The puppeteer may carry items on its extradimensional body, similar to a bag of holding.

Unborn Twin -- Every geminoid has 1d3-2 (min 0) immature buds.  The yare the unborn twins gestating in the void, like unfinished hand puppets.  If it needs reinforcements, the geminoid can put these unborn twins into the world, effectively doubling the number of geminoids.  The unborn twins have the same stats and abilities as their siblings, they just look wet and unfinished (because they are) and have AC as unarmored.

Full Entrance -- The puppeteer has no reason to ever enter our dimension.  It has no reason to.  Besides, it is too Thick to exist here, much like a puppeteer can never put their whole body atop a paper-thin diorama.  (The only reason I can think: it might need to pass its body through our dimension to hide on the other side from a larger predator.)

Still, nothing is preventing the puppeteer from pulling its whole body sideways and materializing in front of a stunned party.  This would make it look like an inside-out octopus, with each of its four tentacles connected to an inside-out human.  Viewed from the side, its head looks like a three-dimensional version of a CAT scan of the human head, magnified to monstrous proportions.
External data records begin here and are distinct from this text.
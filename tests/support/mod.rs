//! Shared helpers for integration tests

pub mod harness;
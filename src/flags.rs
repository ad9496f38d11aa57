//! Secret flag parsing and validation.
//!
//! The flags file holds one flag per line. Only the first whitespace
//! separated token of a line is considered, so students may annotate a flag
//! after it. A flag is valid when its UTF-8 encoding is exactly
//! [`DEFAULT_FLAG_LENGTH`] bytes (or the configured length).

use std::fmt;
use std::fs;
use std::path::Path;

use crate::error::CheckError;

/// Byte length of a secret flag
pub const DEFAULT_FLAG_LENGTH: usize = 64;

/// A token that does not have the expected byte length
#[derive(Debug, Clone, PartialEq, Eq)]
pub struct InvalidFlag {
    /// 1-based line number in the flags file
    pub line: usize,
    pub token: String,
}

impl InvalidFlag {
    /// Length shown to the user. Counts characters, not bytes, so it can
    /// differ from the length that was checked for non-ASCII tokens.
    pub fn display_len(&self) -> usize {
        self.token.chars().count()
    }
}

impl fmt::Display for InvalidFlag {
    fn fmt(&self, f: &mut fmt::Formatter<'_>) -> fmt::Result {
        write!(
            f,
            "Invalid secret flag (len == {}):\n{}\n",
            self.display_len(),
            self.token
        )
    }
}

/// Outcome of scanning a flags file
#[derive(Debug, Clone, Default, PartialEq, Eq)]
pub struct FlagReport {
    pub valid: usize,
    pub invalid: Vec<InvalidFlag>,
}

impl FlagReport {
    /// Fail with [`CheckError::NoValidFlags`] when fewer than `minimum` flags
    /// are valid. `name` is the flags file name used in the message.
    pub fn require(&self, minimum: usize, name: &str) -> Result<(), CheckError> {
        if self.valid < minimum {
            return Err(CheckError::NoValidFlags {
                name: name.to_string(),
                minimum,
                found: self.valid,
            });
        }
        Ok(())
    }
}

/// Split on `\n`, `\r\n` and a bare `\r`.
fn split_lines(content: &str) -> impl Iterator<Item = &str> {
    content.split('\n').flat_map(|line| {
        let line = line.strip_suffix('\r').unwrap_or(line);
        line.split('\r')
    })
}

/// Classify the first token of every line in `content`.
///
/// Lines without any token are skipped.
pub fn scan_flags(content: &str, length: usize) -> FlagReport {
    let mut report = FlagReport::default();

    for (index, line) in split_lines(content).enumerate() {
        let Some(token) = line.split_whitespace().next() else {
            continue;
        };

        if token.len() == length {
            report.valid += 1;
        } else {
            report.invalid.push(InvalidFlag {
                line: index + 1,
                token: token.to_string(),
            });
        }
    }

    report
}

/// Read and scan the flags file at `path`.
pub fn read_flags(path: &Path, length: usize) -> Result<FlagReport, CheckError> {
    let content = fs::read_to_string(path).map_err(|e| CheckError::unreadable(path, e))?;
    Ok(scan_flags(&content, length))
}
These would be inappropriate structures for Super Mario World
A geminoid's true body is an inappropriate body for our world.
Extradimensional -- The puppeteer can see if you are carrying a bag of holding.  It can rip it open and steal its content without you ever knowing.



Biology

When describing geminoids and the puppetmaster, remember that they are not natives of the Void.  (True natives have no interest in an incomplete dimension, and would actually struggle to affect it in a systematic way.)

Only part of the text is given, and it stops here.